(Dataset entries)

::::::::

//! Generic Archive Engine (PostgreSQL)
//!
//! One implementation moves rows of any [`ArchiveEntity`] between its
//! live and archive tables. Every transition runs in a single
//! transaction with a `FOR UPDATE` lock on the affected row, so two
//! concurrent archives of the same id serialize and the loser observes
//! NotFound. There is no in-memory locking and no retry.
//!
//! All SQL is assembled from the descriptor's `&'static str` constants;
//! no request data is ever interpolated into statement text.

use chrono::Utc;

use crate::domain::archive::{ArchiveEntity, ArchiveNote, Archived};
use crate::domain::repository::ArchiveStore;
use crate::error::{InventoryError, InventoryResult};
use crate::infra::postgres::PgInventoryStore;

/// Statement builders, split out so statement text is unit-testable
pub(crate) mod sql {
    use crate::domain::archive::{ArchiveEntity, BlockingRef, ParentRef};

    fn columns<E: ArchiveEntity>() -> String {
        E::COLUMNS.join(", ")
    }

    pub fn select_live<E: ArchiveEntity>() -> String {
        format!(
            "SELECT {} FROM {} WHERE {} = $1",
            columns::<E>(),
            E::LIVE_TABLE,
            E::ID_COLUMN
        )
    }

    pub fn select_live_for_update<E: ArchiveEntity>() -> String {
        format!("{} FOR UPDATE", select_live::<E>())
    }

    pub fn list_live<E: ArchiveEntity>() -> String {
        format!(
            "SELECT {} FROM {} ORDER BY {}",
            columns::<E>(),
            E::LIVE_TABLE,
            E::ID_COLUMN
        )
    }

    pub fn select_archived<E: ArchiveEntity>() -> String {
        format!(
            "SELECT {}, deleted_at, archive_note FROM {} WHERE {} = $1",
            columns::<E>(),
            E::ARCHIVE_TABLE,
            E::ID_COLUMN
        )
    }

    pub fn select_archived_for_update<E: ArchiveEntity>() -> String {
        format!("{} FOR UPDATE", select_archived::<E>())
    }

    pub fn list_archived<E: ArchiveEntity>() -> String {
        format!(
            "SELECT {}, deleted_at, archive_note FROM {} ORDER BY {}",
            columns::<E>(),
            E::ARCHIVE_TABLE,
            E::ID_COLUMN
        )
    }

    /// Does any live row reference the entity being archived?
    pub fn blocking_ref_exists(r: &BlockingRef) -> String {
        format!("SELECT 1 FROM {} WHERE {} = $1 LIMIT 1", r.table, r.column)
    }

    /// Copy the live row into the archive table with timestamp and note
    pub fn insert_archive<E: ArchiveEntity>() -> String {
        format!(
            "INSERT INTO {} ({}, deleted_at, archive_note) \
             SELECT {}, $2, $3 FROM {} WHERE {} = $1",
            E::ARCHIVE_TABLE,
            columns::<E>(),
            columns::<E>(),
            E::LIVE_TABLE,
            E::ID_COLUMN
        )
    }

    pub fn delete_live<E: ArchiveEntity>() -> String {
        format!("DELETE FROM {} WHERE {} = $1", E::LIVE_TABLE, E::ID_COLUMN)
    }

    /// TRUE when the archived row's FK is NULL or its live parent exists
    pub fn parent_satisfied<E: ArchiveEntity>(p: &ParentRef) -> String {
        format!(
            "SELECT (a.{fk} IS NULL) OR EXISTS \
             (SELECT 1 FROM {pt} p WHERE p.{pid} = a.{fk}) \
             FROM {at} a WHERE a.{id} = $1",
            fk = p.fk_column,
            pt = p.parent_table,
            pid = p.parent_id_column,
            at = E::ARCHIVE_TABLE,
            id = E::ID_COLUMN
        )
    }

    pub fn live_id_taken<E: ArchiveEntity>() -> String {
        format!(
            "SELECT 1 FROM {} WHERE {} = $1 LIMIT 1",
            E::LIVE_TABLE,
            E::ID_COLUMN
        )
    }

    /// Copy the archived row back into the live table under its original id
    pub fn insert_restored<E: ArchiveEntity>() -> String {
        format!(
            "INSERT INTO {} ({}) SELECT {} FROM {} WHERE {} = $1",
            E::LIVE_TABLE,
            columns::<E>(),
            columns::<E>(),
            E::ARCHIVE_TABLE,
            E::ID_COLUMN
        )
    }

    /// Keep the serial sequence ahead of explicitly inserted ids.
    /// Runs inside the restore transaction so a rollback cannot leave
    /// the sequence pointing at a handed-out id.
    pub fn resync_sequence<E: ArchiveEntity>() -> String {
        format!(
            "SELECT setval(pg_get_serial_sequence('{t}', '{id}'), \
             (SELECT COALESCE(MAX({id}), 1) FROM {t}))",
            t = E::LIVE_TABLE,
            id = E::ID_COLUMN
        )
    }

    pub fn delete_archived<E: ArchiveEntity>() -> String {
        format!(
            "DELETE FROM {} WHERE {} = $1",
            E::ARCHIVE_TABLE,
            E::ID_COLUMN
        )
    }
}

impl ArchiveStore for PgInventoryStore {
    async fn archive<E: ArchiveEntity>(
        &self,
        id: i32,
        note: &ArchiveNote,
    ) -> InventoryResult<Archived<E>> {
        let mut tx = self.pool().begin().await?;

        let live: Option<E> = sqlx::query_as(&sql::select_live_for_update::<E>())
            .bind(id)
            .fetch_optional(&mut *tx)
            .await?;
        if live.is_none() {
            return Err(InventoryError::NotFound { kind: E::KIND, id });
        }

        for blocking in E::BLOCKING_REFS {
            let referenced: Option<i32> = sqlx::query_scalar(&sql::blocking_ref_exists(blocking))
                .bind(id)
                .fetch_optional(&mut *tx)
                .await?;
            if referenced.is_some() {
                return Err(InventoryError::StillReferenced {
                    kind: E::KIND,
                    id,
                    referencing: blocking.table,
                });
            }
        }

        sqlx::query(&sql::insert_archive::<E>())
            .bind(id)
            .bind(Utc::now())
            .bind(note.as_str())
            .execute(&mut *tx)
            .await?;
        sqlx::query(&sql::delete_live::<E>())
            .bind(id)
            .execute(&mut *tx)
            .await?;

        let archived: Archived<E> = sqlx::query_as(&sql::select_archived::<E>())
            .bind(id)
            .fetch_one(&mut *tx)
            .await?;

        tx.commit().await?;
        tracing::info!(kind = %E::KIND, id, "Row archived");
        Ok(archived)
    }

    async fn restore<E: ArchiveEntity>(&self, id: i32) -> InventoryResult<E> {
        let mut tx = self.pool().begin().await?;

        let archived: Option<Archived<E>> =
            sqlx::query_as(&sql::select_archived_for_update::<E>())
                .bind(id)
                .fetch_optional(&mut *tx)
                .await?;
        if archived.is_none() {
            return Err(InventoryError::ArchiveNotFound { kind: E::KIND, id });
        }

        for parent in E::RESTORE_PARENTS {
            let satisfied: bool = sqlx::query_scalar(&sql::parent_satisfied::<E>(parent))
                .bind(id)
                .fetch_one(&mut *tx)
                .await?;
            if !satisfied {
                return Err(InventoryError::MissingParent {
                    kind: E::KIND,
                    id,
                    parent: parent.parent_table,
                });
            }
        }

        let taken: Option<i32> = sqlx::query_scalar(&sql::live_id_taken::<E>())
            .bind(id)
            .fetch_optional(&mut *tx)
            .await?;
        if taken.is_some() {
            return Err(InventoryError::LiveIdCollision { kind: E::KIND, id });
        }

        sqlx::query(&sql::insert_restored::<E>())
            .bind(id)
            .execute(&mut *tx)
            .await?;
        sqlx::query(&sql::resync_sequence::<E>())
            .execute(&mut *tx)
            .await?;
        sqlx::query(&sql::delete_archived::<E>())
            .bind(id)
            .execute(&mut *tx)
            .await?;

        let restored: E = sqlx::query_as(&sql::select_live::<E>())
            .bind(id)
            .fetch_one(&mut *tx)
            .await?;

        tx.commit().await?;
        tracing::info!(kind = %E::KIND, id, "Row restored from archive");
        Ok(restored)
    }

    async fn purge<E: ArchiveEntity>(&self, id: i32) -> InventoryResult<()> {
        let result = sqlx::query(&sql::delete_archived::<E>())
            .bind(id)
            .execute(self.pool())
            .await?;

        if result.rows_affected() == 0 {
            return Err(InventoryError::ArchiveNotFound { kind: E::KIND, id });
        }

        tracing::info!(kind = %E::KIND, id, "Archived row purged");
        Ok(())
    }

    async fn find_live<E: ArchiveEntity>(&self, id: i32) -> InventoryResult<Option<E>> {
        let row = sqlx::query_as(&sql::select_live::<E>())
            .bind(id)
            .fetch_optional(self.pool())
            .await?;
        Ok(row)
    }

    async fn list_live<E: ArchiveEntity>(&self) -> InventoryResult<Vec<E>> {
        let rows = sqlx::query_as(&sql::list_live::<E>())
            .fetch_all(self.pool())
            .await?;
        Ok(rows)
    }

    async fn find_archived<E: ArchiveEntity>(
        &self,
        id: i32,
    ) -> InventoryResult<Option<Archived<E>>> {
        let row = sqlx::query_as(&sql::select_archived::<E>())
            .bind(id)
            .fetch_optional(self.pool())
            .await?;
        Ok(row)
    }

    async fn list_archived<E: ArchiveEntity>(&self) -> InventoryResult<Vec<Archived<E>>> {
        let rows = sqlx::query_as(&sql::list_archived::<E>())
            .fetch_all(self.pool())
            .await?;
        Ok(rows)
    }
}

::::::::

▶ _PROBLEM STATEMENT_
Only a number is wanted here: how many lines of the records above hold the word "NULL".

▶ _FINISHED TASK_
2